International Bacca-what? We know ‘International Baccalaureate’ is a bit of a mouthful, so let’s call it IB for short.
The IB was created and developed in the late sixties by Wales-based UWC Atlantic College, the International School of Geneva, and the United Nations School of New York, and has become an alternative to national pre-university curriculums, such as A-levels in the UK.
The main difference with the IB is that you’ll study six subjects instead of four, develop your critical thinking skills in university-style seminars, and spend more time working independently. You’ll also get to take co-curricular activities (the fun stuff) as part of the course, including sports, performing arts, or programmes focussing on international relations, sociology, and politics.
Joshua McCarthy is a 16-year-old from Bargoed, Wales, and is taking the IB at UWC Atlantic College – an international residential school set in a castle on the Welsh coast (seriously), with students from more than 90 different nations and a rich blend of cultural backgrounds. “No one wants to be bored at school,” Joshua says, following a morning session of Environmental Systems (biology meets geography).
“The IB is varied, versatile, and focuses on developing your life skills as well as your subject knowledge. We’re in control of how we study, the IB is more independently driven than A-levels, we learn through discussion, debate, and are encouraged to think critically.”
The IB is intended to improve students’ understanding of different cultures and ways of thinking. Joshua’s College builds on this by taking in students from across the globe, and from all types of backgrounds.
Like many of his classmates, Joshua received a full scholarship to attend the UWC Atlantic College. Most recently, this year the college launched Lord Mountbatten Scholarship Award, which looks specifically for applications from teens across the UK who are making a big difference to their community, whether that’s through volunteer work or raising awareness around local issues, and will provide a fully-funded place for someone that might not have considered private education before.
Joshua’s favourite subjects are English and History, and he’s a passionate writer. The IB allows him to choose and work on extended projects within these subjects, rather than sticking to a rigid curriculum. At times, it can be a real brain-challenge, and tackling six topics is no easy feat. But for students like Joshua, who wants to be a teacher, it opens doors in exciting places. The IB is internationally recognised, and for prospective teachers can mean jobs in the likes of China, Australia, and South America.
Joshua says: “I wasn’t interested in taking the easy road; I wanted to challenge myself.
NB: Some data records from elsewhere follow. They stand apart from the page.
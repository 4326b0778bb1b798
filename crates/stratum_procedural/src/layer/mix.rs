//! Rivers mixed onto the biome map.

use stratum_core::{Area, CellGrid, RIVER};

use super::{fill, GenContext, Layer, LayerRef, LayerSlot};
use crate::biome::BiomeTable;
use crate::error::GenResult;

/// Height of a river bed.
pub const RIVER_HEIGHT: f32 = -0.05;

/// Carves rivers from the river stack into land on the biome stack.
pub struct RiverMix {
    slot: LayerSlot,
    base: LayerRef,
    filter: LayerRef,
}

impl RiverMix {
    /// Mixes `filter` rivers onto `base`.
    #[must_use]
    pub fn new(slot: LayerSlot, base: LayerRef, filter: LayerRef) -> Self {
        Self { slot, base, filter }
    }
}

impl Layer for RiverMix {
    fn name(&self) -> &'static str {
        "river_mix"
    }

    fn generate(&self, ctx: &GenContext, area: Area) -> GenResult<CellGrid> {
        ctx.seed(self.name(), self.slot)?;
        let base = self.base.generate(ctx, area)?;
        let filter = self.filter.generate(ctx, area)?;

        let out = fill(ctx, area, |x, z| {
            let mut cell = *base.at(x, z);
            if cell.land && filter.at(x, z).is_river() {
                cell.biome = BiomeTable::river(cell.temperature);
                cell.river_indicator = RIVER;
                cell.height = RIVER_HEIGHT;
            }
            cell
        });

        ctx.recycle(base);
        ctx.recycle(filter);
        Ok(out)
    }
}

#[cfg(test)]
mod tests {
    use super::super::testing::*;
    use super::*;
    use stratum_core::{Biome, CellAttributes, NO_RIVER};

    #[test]
    fn test_rivers_only_on_land() {
        let base = upstream(|x, _| CellAttributes {
            land: x >= 0,
            biome: if x >= 0 { Biome::Plains } else { Biome::Ocean },
            temperature: if x >= 2 { -3.0 } else { 12.0 },
            ..CellAttributes::OCEAN
        });
        let filter = upstream(|_, _| CellAttributes {
            river_indicator: RIVER,
            ..CellAttributes::LAND
        });
        let grid = RiverMix::new(SLOT0, base, filter)
            .generate(&context(1, 1), Area::new(-2, 0, 5, 1))
            .unwrap();

        assert_eq!(grid.at(-1, 0).biome, Biome::Ocean);
        assert_eq!(grid.at(-1, 0).river_indicator, NO_RIVER);
        assert_eq!(grid.at(0, 0).biome, Biome::River);
        assert!(grid.at(0, 0).is_river());
        assert!((grid.at(0, 0).height - RIVER_HEIGHT).abs() < f32::EPSILON);
        assert_eq!(grid.at(2, 0).biome, Biome::FrozenRiver);
    }

    #[test]
    fn test_no_filter_river_keeps_base() {
        let base = upstream(|_, _| CellAttributes {
            biome: Biome::Desert,
            height: 0.3,
            ..CellAttributes::LAND
        });
        let filter = upstream(|_, _| CellAttributes::LAND);
        let grid = RiverMix::new(SLOT0, base, filter)
            .generate(&context(1, 1), Area::new(0, 0, 4, 4))
            .unwrap();
        assert!(grid.cells().iter().all(|c| c.biome == Biome::Desert && !c.is_river()));
    }
}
The IB has allowed me to express my thoughts independently and develop new skills that will last a lifetime. Through co-curricular activities, I’ve been able to play tennis for the first time, and have got involved in debates around socialism – these activities both contribute to my final grade.”
According to Joshua, there’s more to life after GCSEs than A Levels, and the IB has allowed him to study a far broader range of subjects than were available at his local sixth form. At UWC Atlantic College, he’s learning alongside students from around the globe.
“It’s been a challenge adapting to a new way of learning, sure, but I’ve had an amazingly diverse experience since coming here. Discovering the IB and Atlantic College was a real game-changer for me, and I haven’t looked back since.”